OutyMcOutface · 05/02/2018 01:14

It's difficult to explain but I guess you could say it's metaphysical. My body just isn't a reflection of myself. I just sort of inhabit it. I kniw it spubds mad but I'm not particularly attatched (in terms of how I understand myself/emotional attatchment) to my body. I have a female body, obviously. And that does have an effect on the the way other people perceive and treat me but it's just not really a part of who I am. It's more where I am. If you read pp a lot of them describe only really feeling womanly or feminine when their bodies through puberty became so. It was never like that for me. As long as I can remember I was definitely 100% feminine. I've always felt a disconnect with the masculine. If I read a book with a male protagonist for example and, while I enjoy it, I don't really get it completely, I just fail to understand men the way that I can understand women. To an extent it's because I've lived life as a woman but my life has only been a very narrow segment of the spectrum of what life like a woman can be like. I still find it easier to understand women despite different experiences. And then take things that are masculine. I often wear men's clothing for example but it doesn't make me feel at all masculine and I don't really get a sense of masculinity from 'masculine' things in the st way that I get an overwhelming impression of femininity from lacy floral underwear (Chloe and Lola type stuff) and the smell of lavender. Like pp have said I just know that I am a woman regardless of my body. Indeed I don't really know anything else. I can identify societal norms of masculinity but I don't really identify with or understand any of it. I haven't explained this very well but I find it difficult to really conceptualise something that has always been with me and is such a fundamental part of my life experience. I'm a woman even without my body I guess. I was womanly before by body grew into that of a woman and, if the after life exists, being separated from my female body won't make me feel any less womanly.

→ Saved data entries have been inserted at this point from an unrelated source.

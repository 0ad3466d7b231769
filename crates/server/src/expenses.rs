//! Ledger entry endpoints

use api_types::{
    expense::{ExpenseNew, ExpenseView},
    query::{DateQuery, SuggestionQuery},
    record::{Created, Deleted, RecordId},
};
use axum::{
    Json,
    extract::{
        Query, State,
        rejection::{JsonRejection, QueryRejection},
    },
};
use engine::{Channel, Direction, NewLedgerEntry, UnitType};

use crate::{
    ServerError,
    server::{AppState, day_or_today},
};

pub async fn list(
    State(state): State<AppState>,
    query: Result<Query<DateQuery>, QueryRejection>,
) -> Result<Json<Vec<ExpenseView>>, ServerError> {
    let Query(query) = query?;
    let entries = state.ledger.entries(day_or_today(query.date)).await?;
    Ok(Json(entries.iter().map(ExpenseView::from).collect()))
}

pub async fn add(
    State(state): State<AppState>,
    payload: Result<Json<ExpenseNew>, JsonRejection>,
) -> Result<Json<Created>, ServerError> {
    let Json(payload) = payload?;
    let entry = NewLedgerEntry {
        date: day_or_today(payload.date),
        direction: Direction::try_from(payload.direction.as_str())?,
        channel: Channel::try_from(payload.payment_mode.as_str())?,
        unit: UnitType::try_from(payload.unit.as_str())?,
        source_name: payload.bank_name,
        person_name: payload.person_name,
        category: payload.category,
        item_name: payload.item_name,
        note: payload.additional_info,
        quantity: payload.quantity,
        unit_price: payload.price,
        total_amount: payload.price,
    };

    let entry = state.ledger.add_entry(entry).await?;
    Ok(Json(Created { id: entry.id }))
}

pub async fn delete(
    State(state): State<AppState>,
    payload: Result<Json<RecordId>, JsonRejection>,
) -> Result<Json<Deleted>, ServerError> {
    let Json(payload) = payload?;
    let deleted = state.ledger.delete_entry(payload.id).await?;
    Ok(Json(Deleted { deleted }))
}

pub async fn categories(State(state): State<AppState>) -> Result<Json<Vec<String>>, ServerError> {
    Ok(Json(state.ledger.categories().await?))
}

pub async fn suggestions(
    State(state): State<AppState>,
    query: Result<Query<SuggestionQuery>, QueryRejection>,
) -> Result<Json<Vec<String>>, ServerError> {
    let Query(query) = query?;
    Ok(Json(
        state
            .ledger
            .suggestions(&query.category, &query.query)
            .await?,
    ))
}
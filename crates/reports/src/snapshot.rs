//! What a report is rendered from, and the numbers both encodings share.
//!
//! Every amount printed by either encoding is computed here, once, so the
//! CSV and the PDF of the same snapshot can never disagree.

use chrono::NaiveDate;
use engine::{
    BankSource, Conversion, Direction, FlowTotals, GrandTotal, HistoryItem, LedgerEntry, Money,
    SourceSummary, TransferEntry, grand_total, summarize_day,
};

/// The records a report is built from.
#[derive(Clone, Debug, PartialEq)]
pub enum ReportSnapshot {
    /// Entries and opening snapshots of one date.
    Daily {
        date: NaiveDate,
        entries: Vec<LedgerEntry>,
        sources: Vec<BankSource>,
    },
    /// Transfers of one date.
    Accounts {
        date: NaiveDate,
        transfers: Vec<TransferEntry>,
    },
    /// Merged history of a range, newest first.
    History {
        start: NaiveDate,
        end: NaiveDate,
        items: Vec<HistoryItem>,
    },
}

impl ReportSnapshot {
    /// `true` when there is nothing worth exporting.
    pub fn is_empty(&self) -> bool {
        match self {
            Self::Daily {
                entries, sources, ..
            } => entries.is_empty() && sources.is_empty(),
            Self::Accounts { transfers, .. } => transfers.is_empty(),
            Self::History { items, .. } => items.is_empty(),
        }
    }

    /// File name without extension.
    pub fn file_stem(&self) -> String {
        match self {
            Self::Daily { date, .. } => format!("Daily_{}", date.format("%d-%m-%Y")),
            Self::Accounts { date, .. } => format!("Accounts_{}", date.format("%d-%m-%Y")),
            Self::History { start, .. } => format!("Monthly_{}", start.format("%m-%Y")),
        }
    }
}

/// Converted amount as printed next to the base amount.
pub fn converted(conversion: &Conversion, amount: Money) -> Money {
    conversion.convert(amount)
}

/// Entries of one category inside a source block.
#[derive(Debug)]
pub(crate) struct CategoryGroup<'a> {
    pub name: &'a str,
    pub entries: Vec<&'a LedgerEntry>,
}

impl CategoryGroup<'_> {
    /// Credits minus debits of the group.
    pub fn net(&self) -> Money {
        self.entries.iter().map(|e| e.signed_amount()).sum()
    }
}

/// One source block of the daily report.
#[derive(Debug)]
pub(crate) struct SourceSection<'a> {
    pub summary: SourceSummary,
    pub categories: Vec<CategoryGroup<'a>>,
}

/// Daily report layout: source blocks in name order, categories in order of
/// first appearance, and the grand total.
#[derive(Debug)]
pub(crate) struct DailyReport<'a> {
    pub sections: Vec<SourceSection<'a>>,
    pub grand_total: GrandTotal,
}

impl<'a> DailyReport<'a> {
    pub fn build(entries: &'a [LedgerEntry], sources: &[BankSource]) -> Self {
        let summaries = summarize_day(sources, entries);
        let grand_total = grand_total(&summaries);
        let sections = summaries
            .into_iter()
            .map(|summary| {
                let mut categories: Vec<CategoryGroup<'a>> = Vec::new();
                for entry in entries
                    .iter()
                    .filter(|e| e.source_name == summary.source.source_name)
                {
                    match categories.iter_mut().find(|g| g.name == entry.category) {
                        Some(group) => group.entries.push(entry),
                        None => categories.push(CategoryGroup {
                            name: &entry.category,
                            entries: vec![entry],
                        }),
                    }
                }
                SourceSection {
                    summary,
                    categories,
                }
            })
            .collect();
        Self {
            sections,
            grand_total,
        }
    }
}

/// First non-blank person name of the day, as the report owner.
pub(crate) fn person_name(entries: &[LedgerEntry]) -> &str {
    entries
        .iter()
        .map(|e| e.person_name.trim())
        .find(|name| !name.is_empty())
        .unwrap_or("Unknown")
}

pub(crate) fn transfer_totals(transfers: &[TransferEntry]) -> FlowTotals {
    let mut totals = FlowTotals::default();
    for transfer in transfers {
        totals.push(transfer.direction, transfer.amount);
    }
    totals
}

pub(crate) fn history_totals(items: &[HistoryItem]) -> FlowTotals {
    let mut totals = FlowTotals::default();
    for item in items {
        totals.push(item.direction(), item.amount());
    }
    totals
}

/// `(+)` / `(-)` marker used next to amounts.
pub(crate) fn direction_mark(direction: Direction) -> &'static str {
    match direction {
        Direction::Credit => "(+)",
        Direction::Debit => "(-)",
    }
}

#[cfg(test)]
mod tests {
    use chrono::Utc;
    use engine::{Channel, UnitType};

    use super::*;

    fn entry(id: i64, source: &str, category: &str, cents: i64, direction: Direction) -> LedgerEntry {
        LedgerEntry {
            id,
            date: NaiveDate::from_ymd_opt(2024, 3, 9).unwrap(),
            source_name: source.to_string(),
            person_name: if id == 2 { "Asha".to_string() } else { String::new() },
            category: category.to_string(),
            item_name: format!("item {id}"),
            note: String::new(),
            quantity: 1.0,
            unit: UnitType::Piece,
            unit_price: Money::new(cents),
            total_amount: Money::new(cents),
            direction,
            channel: Channel::Cash,
            created_at: Utc::now(),
        }
    }

    #[test]
    fn categories_keep_first_appearance_order() {
        let entries = vec![
            entry(1, "Bank", "Snacks & Fruit", 100, Direction::Debit),
            entry(2, "Bank", "Rent", 5_000, Direction::Debit),
            entry(3, "Bank", "Snacks & Fruit", 40, Direction::Credit),
            entry(4, "Wallet", "Rent", 10, Direction::Debit),
        ];
        let report = DailyReport::build(&entries, &[]);
        assert_eq!(report.sections.len(), 2);
        let bank = &report.sections[0];
        let names: Vec<_> = bank.categories.iter().map(|g| g.name).collect();
        assert_eq!(names, ["Snacks & Fruit", "Rent"]);
        assert_eq!(bank.categories[0].net(), Money::new(-60));
        assert_eq!(report.grand_total.total, Money::new(-5_070));
        assert_eq!(person_name(&entries), "Asha");
    }

    #[test]
    fn emptiness_follows_the_screen() {
        let date = NaiveDate::from_ymd_opt(2024, 3, 9).unwrap();
        let daily = ReportSnapshot::Daily {
            date,
            entries: vec![],
            sources: vec![BankSource::zero(date, "Bank")],
        };
        assert!(!daily.is_empty());
        assert_eq!(daily.file_stem(), "Daily_09-03-2024");
        let accounts = ReportSnapshot::Accounts {
            date,
            transfers: vec![],
        };
        assert!(accounts.is_empty());
        let history = ReportSnapshot::History {
            start: date,
            end: date,
            items: vec![],
        };
        assert_eq!(history.file_stem(), "Monthly_03-2024");
    }
}
//! Report rendering: the same [`ReportSnapshot`] rendered as CSV or PDF.

use engine::Conversion;
use serde::{Deserialize, Serialize};
use tracing::debug;

pub use delimited::render_delimited;
pub use error::ReportError;
pub use pdf::{render_document, text_width, wrap};
pub use snapshot::{ReportSnapshot, converted};

mod delimited;
mod error;
mod pdf;
mod snapshot;

#[derive(Clone, Copy, Debug, PartialEq, Eq, Serialize, Deserialize)]
#[serde(rename_all = "lowercase")]
pub enum Format {
    Csv,
    Pdf,
}

impl Format {
    pub fn extension(self) -> &'static str {
        match self {
            Self::Csv => "csv",
            Self::Pdf => "pdf",
        }
    }

    pub fn content_type(self) -> &'static str {
        match self {
            Self::Csv => "text/csv",
            Self::Pdf => "application/pdf",
        }
    }
}

/// A rendered report ready to be downloaded.
#[derive(Clone, Debug, PartialEq, Eq)]
pub struct Artifact {
    pub bytes: Vec<u8>,
    pub content_type: &'static str,
    pub filename: String,
}

/// Renders `snapshot` in `format`.
pub fn render(
    snapshot: &ReportSnapshot,
    conversion: &Conversion,
    format: Format,
) -> Result<Artifact, ReportError> {
    let bytes = match format {
        Format::Csv => render_delimited(snapshot, conversion)?,
        Format::Pdf => render_document(snapshot, conversion),
    };
    let filename = format!("{}.{}", snapshot.file_stem(), format.extension());
    debug!("rendered {filename} ({} bytes)", bytes.len());
    Ok(Artifact {
        bytes,
        content_type: format.content_type(),
        filename,
    })
}
//! Day-scoped ledger: entries against named sources, transfers, opening
//! snapshots, and the balances derived from them.

pub use balances::{
    ChannelAmounts, ClosingBalances, GrandTotal, SourceSummary, aggregate_across_sources,
    compute_closing, grand_total, summarize_day,
};
pub use channels::{Channel, Direction};
pub use currency::{AVAILABLE_CURRENCIES, Conversion, CurrencyCode};
pub use entries::{LedgerEntry, NewLedgerEntry, UnitType};
pub use error::EngineError;
pub use history::{
    FlowTotals, HistoryItem, MAX_HISTORY_DAYS, check_range, month_of, month_range,
};
pub use money::Money;
pub use ops::{
    DailyView, DayRecords, HistoryCursor, HistoryFeed, Ledger, LedgerBuilder, NewRecord, Record,
    RecordRef,
};
pub use rates::{CurrencyService, CurrencySettings, FixedRate, QuoteCache, QuoteKey, RateSource};
pub use sources::BankSource;
pub use transfers::{NewTransfer, TransferEntry};
pub use watch::{ChangeKind, DaySubscription, LedgerChange};

mod balances;
mod channels;
mod currency;
mod entries;
mod error;
mod history;
mod locks;
mod money;
mod ops;
mod rates;
mod sources;
mod transfers;
mod watch;

pub type ResultEngine<T> = Result<T, EngineError>;

/// Categories offered even before any entry uses them.
pub const DEFAULT_CATEGORIES: [&str; 10] = [
    "Home Expenses",
    "Snacks & Fruit",
    "Utilities",
    "CNG/Petrol",
    "Assets",
    "Medical Expenses",
    "Education Expenses",
    "Rent",
    "Loans",
    "Others",
];
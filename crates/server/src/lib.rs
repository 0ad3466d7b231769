//! Local HTTP gateway over a [`engine::Ledger`].

use axum::{
    Json,
    extract::rejection::{JsonRejection, QueryRejection},
    http::StatusCode,
    response::IntoResponse,
};
use engine::EngineError;
use reports::ReportError;
use serde::Serialize;

pub use server::{AppState, Gateway, router};

mod accounts;
mod banks;
mod currency;
mod expenses;
mod export;
mod history;
mod page;
mod server;

#[derive(Debug)]
pub enum ServerError {
    Engine(EngineError),
    Report(ReportError),
    Generic(String),
}

#[derive(Serialize)]
struct Error {
    error: String,
}

fn status_for_engine_error(err: &EngineError) -> StatusCode {
    match err {
        EngineError::Database(_) => StatusCode::INTERNAL_SERVER_ERROR,
        EngineError::InvalidValue(_)
        | EngineError::InvalidAmount(_)
        | EngineError::InvalidDate(_)
        | EngineError::Currency(_) => StatusCode::BAD_REQUEST,
    }
}

fn message_for_engine_error(err: EngineError) -> String {
    match err {
        EngineError::Database(db_err) => {
            tracing::error!("database error: {db_err}");
            "internal server error".to_string()
        }
        other => other.to_string(),
    }
}

impl IntoResponse for ServerError {
    fn into_response(self) -> axum::response::Response {
        let (status, error) = match self {
            ServerError::Engine(err) => (status_for_engine_error(&err), message_for_engine_error(err)),
            ServerError::Report(err) => {
                tracing::error!("report rendering failed: {err}");
                (
                    StatusCode::INTERNAL_SERVER_ERROR,
                    "report rendering failed".to_string(),
                )
            }
            ServerError::Generic(err) => (StatusCode::BAD_REQUEST, err),
        };

        (status, Json(Error { error })).into_response()
    }
}

impl From<EngineError> for ServerError {
    fn from(value: EngineError) -> Self {
        Self::Engine(value)
    }
}

impl From<ReportError> for ServerError {
    fn from(value: ReportError) -> Self {
        Self::Report(value)
    }
}

impl From<JsonRejection> for ServerError {
    fn from(value: JsonRejection) -> Self {
        Self::Generic(value.body_text())
    }
}

impl From<QueryRejection> for ServerError {
    fn from(value: QueryRejection) -> Self {
        Self::Generic(value.body_text())
    }
}
//! The module contains the errors the engine can return.
//!
//! The errors are:
//!
//! - [`InvalidValue`] returned when an enumerated field (channel, direction,
//!   unit) holds something outside its domain.
//! - [`InvalidAmount`] returned when a money amount cannot be parsed.
//! - [`Database`] returned when the underlying store fails.
//!
//!  [`InvalidValue`]: EngineError::InvalidValue
//!  [`InvalidAmount`]: EngineError::InvalidAmount
//!  [`Database`]: EngineError::Database
use sea_orm::DbErr;
use thiserror::Error;

/// Engine custom errors.
#[derive(Error, Debug)]
pub enum EngineError {
    #[error("Invalid value: {0}")]
    InvalidValue(String),
    #[error("Invalid amount: {0}")]
    InvalidAmount(String),
    #[error("Invalid date: {0}")]
    InvalidDate(String),
    #[error("Currency error: {0}")]
    Currency(String),
    #[error(transparent)]
    Database(#[from] DbErr),
}

impl PartialEq for EngineError {
    fn eq(&self, other: &Self) -> bool {
        match (self, other) {
            (Self::InvalidValue(a), Self::InvalidValue(b)) => a == b,
            (Self::InvalidAmount(a), Self::InvalidAmount(b)) => a == b,
            (Self::InvalidDate(a), Self::InvalidDate(b)) => a == b,
            (Self::Currency(a), Self::Currency(b)) => a == b,
            (Self::Database(a), Self::Database(b)) => a.to_string() == b.to_string(),
            _ => false,
        }
    }
}
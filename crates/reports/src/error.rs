//! Errors raised while encoding a report.
use thiserror::Error;

#[derive(Error, Debug)]
pub enum ReportError {
    #[error("csv encoding failed: {0}")]
    Csv(#[from] csv::Error),
    #[error("report buffer failed: {0}")]
    Io(#[from] std::io::Error),
}

impl<W> From<csv::IntoInnerError<W>> for ReportError {
    fn from(err: csv::IntoInnerError<W>) -> Self {
        Self::Io(err.into_error())
    }
}
//! Exchange rates over HTTP.

use std::{collections::HashMap, time::Duration};

use async_trait::async_trait;
use engine::{CurrencyCode, EngineError, RateSource, ResultEngine};
use serde::Deserialize;

/// Body of `GET {endpoint}/{BASE}`.
#[derive(Debug, Deserialize)]
struct LatestRates {
    #[serde(default)]
    result: Option<String>,
    #[serde(default)]
    rates: HashMap<String, f64>,
}

fn pick_rate(body: LatestRates, base: &CurrencyCode, target: &CurrencyCode) -> ResultEngine<f64> {
    if let Some(result) = body.result.as_deref()
        && result != "success"
    {
        return Err(EngineError::Currency(format!(
            "rate lookup for {base} answered '{result}'"
        )));
    }
    body.rates
        .get(target.code())
        .copied()
        .ok_or_else(|| EngineError::Currency(format!("no {target} rate quoted for {base}")))
}

#[derive(Debug, Clone)]
pub struct HttpRateSource {
    http: reqwest::Client,
    endpoint: String,
}

impl HttpRateSource {
    pub fn new(endpoint: &str) -> Result<Self, reqwest::Error> {
        Ok(Self {
            http: reqwest::Client::builder()
                .timeout(Duration::from_secs(10))
                .build()?,
            endpoint: endpoint.trim_end_matches('/').to_string(),
        })
    }
}

#[async_trait]
impl RateSource for HttpRateSource {
    async fn fetch_rate(&self, base: &CurrencyCode, target: &CurrencyCode) -> ResultEngine<f64> {
        let url = format!("{}/{}", self.endpoint, base.code());
        let lookup_failed = |err: reqwest::Error| EngineError::Currency(format!("rate lookup failed: {err}"));

        let res = self.http.get(&url).send().await.map_err(lookup_failed)?;
        if !res.status().is_success() {
            return Err(EngineError::Currency(format!(
                "rate lookup returned {}",
                res.status()
            )));
        }
        let body = res.json::<LatestRates>().await.map_err(lookup_failed)?;
        pick_rate(body, base, target)
    }
}
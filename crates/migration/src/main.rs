//! Schema maintenance for a daybook store.
//!
//! `migration [up|status|reset] [PATH]`; the store defaults to the one the
//! `daybook` binary opens (`DAYBOOK__DATABASE__SQLITE`, else `daybook.db`).

use sea_orm::Database;
use sea_orm_migration::prelude::*;

const USAGE: &str = "usage: migration [up|status|reset] [PATH]";

fn store_url(path: Option<String>) -> String {
    let path = path
        .or_else(|| std::env::var("DAYBOOK__DATABASE__SQLITE").ok())
        .unwrap_or_else(|| "daybook.db".to_string());
    format!("sqlite:{path}?mode=rwc")
}

#[tokio::main]
async fn main() -> Result<(), Box<dyn std::error::Error + Send + Sync>> {
    let mut args = std::env::args().skip(1);
    let cmd = args.next().unwrap_or_else(|| "up".to_string());
    let db = Database::connect(store_url(args.next())).await?;

    match cmd.as_str() {
        "up" => migration::Migrator::up(&db, None).await?,
        "status" => migration::Migrator::status(&db).await?,
        // Drops every ledger table, then recreates them empty.
        "reset" => migration::Migrator::fresh(&db).await?,
        _ => {
            eprintln!("{USAGE}");
            std::process::exit(2);
        }
    }

    Ok(())
}
use chrono::{NaiveDate, TimeZone, Utc};
use engine::{
    BankSource, Channel, Conversion, CurrencyCode, Direction, HistoryItem, LedgerEntry, Money,
    TransferEntry, UnitType,
};
use reports::{Format, ReportSnapshot, render, render_delimited, render_document};

fn date() -> NaiveDate {
    NaiveDate::from_ymd_opt(2024, 5, 14).unwrap()
}

fn conversion(rate: f64) -> Conversion {
    Conversion::new(
        CurrencyCode::try_from("USD").unwrap(),
        CurrencyCode::try_from("INR").unwrap(),
        rate,
    )
}

fn entry(id: i64, item: &str, cents: i64, direction: Direction, channel: Channel) -> LedgerEntry {
    LedgerEntry {
        id,
        date: date(),
        source_name: "Cash-Wallet".to_string(),
        person_name: "Asha".to_string(),
        category: "Home Expenses".to_string(),
        item_name: item.to_string(),
        note: String::new(),
        quantity: 1.0,
        unit: UnitType::Piece,
        unit_price: Money::new(cents),
        total_amount: Money::new(cents),
        direction,
        channel,
        created_at: Utc.timestamp_opt(1_715_650_000 + id, 0).unwrap(),
    }
}

fn transfer(id: i64, cents: i64, direction: Direction) -> TransferEntry {
    TransferEntry {
        id,
        date: date(),
        from_holder: "Asha".to_string(),
        from_source: "City Bank".to_string(),
        from_account_ref: "00012".to_string(),
        to_holder: "Ravi, Jr".to_string(),
        to_source: "Metro Bank".to_string(),
        to_account_ref: "00034".to_string(),
        amount: Money::new(cents),
        direction,
        channel: Channel::Card,
        created_at: Utc.timestamp_opt(1_715_650_000 + id, 0).unwrap(),
    }
}

fn wallet_day() -> ReportSnapshot {
    ReportSnapshot::Daily {
        date: date(),
        entries: vec![
            entry(1, "Salary advance", 5_000, Direction::Credit, Channel::Cash),
            entry(2, "Vegetables, fruit", 2_000, Direction::Debit, Channel::Cash),
            entry(3, "Refund", 3_000, Direction::Credit, Channel::Cheque),
        ],
        sources: vec![BankSource::new(
            date(),
            "Cash-Wallet",
            Money::new(10_000),
            Money::ZERO,
            Money::ZERO,
        )],
    }
}

fn csv_text(snapshot: &ReportSnapshot, conversion: &Conversion) -> String {
    String::from_utf8(render_delimited(snapshot, conversion).unwrap()).unwrap()
}

fn pdf_text(snapshot: &ReportSnapshot, conversion: &Conversion) -> String {
    String::from_utf8(render_document(snapshot, conversion)).unwrap()
}

/// `(base, converted)` from the CSV grand total row.
fn csv_grand_total(csv: &str) -> (String, String) {
    let row = csv
        .lines()
        .find(|line| line.starts_with("GRAND TOTAL,"))
        .unwrap();
    let fields: Vec<&str> = row.split(',').collect();
    (fields[8].to_string(), fields[10].to_string())
}

/// `(base, converted)` from a PDF line such as `LABEL: USD 1.00 / INR 83.50`.
fn pdf_amounts(pdf: &str, label: &str) -> (String, String) {
    let start = pdf.find(&format!("({label}: ")).unwrap();
    let end = start + pdf[start..].find(") Tj").unwrap();
    let words: Vec<&str> = pdf[start..end].split_whitespace().collect();
    let n = words.len();
    (words[n - 4].to_string(), words[n - 1].to_string())
}

fn csv_amounts(csv: &str, label: &str) -> (String, String) {
    let row = csv
        .lines()
        .find(|line| line.starts_with(&format!("{label},")))
        .unwrap();
    let fields: Vec<&str> = row.split(',').collect();
    (fields[1].to_string(), fields[2].to_string())
}

#[test]
fn grand_totals_agree_across_encodings() {
    let snapshot = wallet_day();
    for rate in [1.0, 83.5, 0.012_345, 1.0 / 3.0] {
        let conversion = conversion(rate);
        let csv = csv_grand_total(&csv_text(&snapshot, &conversion));
        let pdf = pdf_amounts(&pdf_text(&snapshot, &conversion), "GRAND TOTAL");
        assert_eq!(csv, pdf, "rate {rate}");
    }
    let (base, converted) = csv_grand_total(&csv_text(&snapshot, &conversion(83.5)));
    assert_eq!(base, "160.00");
    assert_eq!(converted, "13360.00");
}

#[test]
fn daily_csv_has_blocks_and_escaped_fields() {
    let csv = csv_text(&wallet_day(), &conversion(2.0));
    assert!(csv.starts_with("Daily Expense Report\n"));
    assert!(csv.contains("Person Name,Asha\n"));
    assert!(csv.contains("Date,14/05/2024\n"));
    assert!(csv.contains("Day,Tuesday\n"));
    assert!(csv.contains("Rate,1 USD = 2 INR\n"));
    assert!(csv.contains("BANK SOURCE: Cash-Wallet\n"));
    assert!(csv.contains("Opening Cash,100.00\n"));
    assert!(csv.contains("Home Expenses,Vegetables  fruit,,1,PIECE,20.00,40.00,DEBIT,Cash\n"));
    assert!(csv.contains("Home Expenses,SUBTOTAL (net),,,,60.00,120.00\n"));
    assert!(csv.contains(",Cash,Opening:,100.00,Credit:,50.00,Debit:,20.00,Closing:,130.00\n"));
    assert!(csv.contains(",Cheque,Opening:,0.00,Credit:,30.00,Debit:,0.00,Closing:,30.00\n"));
}

#[test]
fn empty_snapshots_render_headers_and_zero_totals() {
    let conversion = conversion(83.5);
    let daily = ReportSnapshot::Daily {
        date: date(),
        entries: vec![],
        sources: vec![],
    };
    let csv = csv_text(&daily, &conversion);
    assert!(csv.starts_with("Daily Expense Report\n"));
    assert!(csv.contains("Person Name,Unknown\n"));
    assert_eq!(csv_grand_total(&csv), ("0.00".to_string(), "0.00".to_string()));
    let pdf = pdf_text(&daily, &conversion);
    assert!(pdf.contains("(Daily Report \\(USD\\)) Tj"));
    assert_eq!(
        pdf_amounts(&pdf, "GRAND TOTAL"),
        ("0.00".to_string(), "0.00".to_string())
    );

    let accounts = ReportSnapshot::Accounts {
        date: date(),
        transfers: vec![],
    };
    assert_eq!(csv_amounts(&csv_text(&accounts, &conversion), "NET").0, "0.00");
    assert_eq!(pdf_amounts(&pdf_text(&accounts, &conversion), "NET").0, "0.00");

    let history = ReportSnapshot::History {
        start: date(),
        end: date(),
        items: vec![],
    };
    assert!(csv_text(&history, &conversion).starts_with("Monthly Report\n"));
    assert!(render_document(&history, &conversion).starts_with(b"%PDF-1.4"));
}

#[test]
fn account_totals_agree() {
    let snapshot = ReportSnapshot::Accounts {
        date: date(),
        transfers: vec![
            transfer(1, 12_345, Direction::Credit),
            transfer(2, 2_345, Direction::Debit),
        ],
    };
    let conversion = conversion(2.0);
    let csv = csv_text(&snapshot, &conversion);
    let pdf = pdf_text(&snapshot, &conversion);
    for label in ["TOTAL CREDIT", "TOTAL DEBIT", "NET"] {
        assert_eq!(csv_amounts(&csv, label), pdf_amounts(&pdf, label), "{label}");
    }
    assert_eq!(csv_amounts(&csv, "NET").0, "100.00");
    assert!(csv.contains("Asha,City Bank,'00012,Ravi  Jr,Metro Bank,'00034,123.45,246.90,CREDIT,Card\n"));
}

#[test]
fn history_totals_agree() {
    let items = vec![
        HistoryItem::Expense(entry(3, "Refund", 3_000, Direction::Credit, Channel::Cheque)),
        HistoryItem::Transfer(transfer(2, 1_000, Direction::Debit)),
        HistoryItem::Expense(entry(1, "Milk", 450, Direction::Debit, Channel::Cash)),
    ];
    let snapshot = ReportSnapshot::History {
        start: NaiveDate::from_ymd_opt(2024, 5, 1).unwrap(),
        end: NaiveDate::from_ymd_opt(2024, 5, 31).unwrap(),
        items,
    };
    let conversion = conversion(1.1);
    let csv = csv_text(&snapshot, &conversion);
    let pdf = pdf_text(&snapshot, &conversion);
    assert_eq!(csv_amounts(&csv, "NET"), pdf_amounts(&pdf, "NET"));
    assert_eq!(csv_amounts(&csv, "NET").0, "15.50");
    assert!(csv.contains("Period,01/05/2024 - 31/05/2024\n"));
}

#[test]
fn long_days_flow_onto_more_pages() {
    let entries: Vec<LedgerEntry> = (1..=120)
        .map(|i| {
            entry(
                i,
                "A rather long item description that will certainly need wrapping inside the item column",
                100,
                Direction::Debit,
                Channel::Card,
            )
        })
        .collect();
    let snapshot = ReportSnapshot::Daily {
        date: date(),
        entries,
        sources: vec![],
    };
    let pdf = pdf_text(&snapshot, &conversion(1.0));
    let count: usize = pdf
        .split("/Count ")
        .nth(1)
        .and_then(|rest| rest.split_whitespace().next())
        .and_then(|n| n.parse().ok())
        .unwrap();
    assert!(count > 2, "expected several pages, got {count}");
    assert_eq!(
        pdf_amounts(&pdf, "GRAND TOTAL"),
        csv_grand_total(&csv_text(&snapshot, &conversion(1.0)))
    );
}

#[test]
fn artifacts_carry_type_and_name() {
    let artifact = render(&wallet_day(), &conversion(1.0), Format::Pdf).unwrap();
    assert_eq!(artifact.content_type, "application/pdf");
    assert_eq!(artifact.filename, "Daily_14-05-2024.pdf");
    let artifact = render(&wallet_day(), &conversion(1.0), Format::Csv).unwrap();
    assert_eq!(artifact.content_type, "text/csv");
    assert_eq!(artifact.filename, "Daily_14-05-2024.csv");
}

My body really doesn't define my femininity. It's just me. Hopefully someone else will come along who can explain it better.

OutyMcOutface · 05/02/2018 01:20

*This doesn't mean that I'm pro GRA. I actually think there are a whole lot of issues with the treatment of trans people, in particular children/young adults. I'm just trying (and failing) to explain what it's like for me. I guess you can only understand it if it's the same for you.

OutyMcOutface · 05/02/2018 01:27

Ah, I've though of it. So I am both physically and metaphysically feminine. My physical state is female and (fairly) feminine. My intellectual state is womanly and feminine. Fortunately for ne the two coincide but one doesn't necessarily stem from the other. Obviously there is, to a degree, a positive feedback cycle between the two but you can't really say that they are the same because they aren't. I tend to think of the metaphysical as being the more real than the physical so I when I think of a 'real' woman I think of it in a metaphysical sense, not a physical sense. So to say that my body is what made me a woman makes me feel somewhat objectified and reduced to my physical which is not me. I'm just an I think therefore I am kind of gal.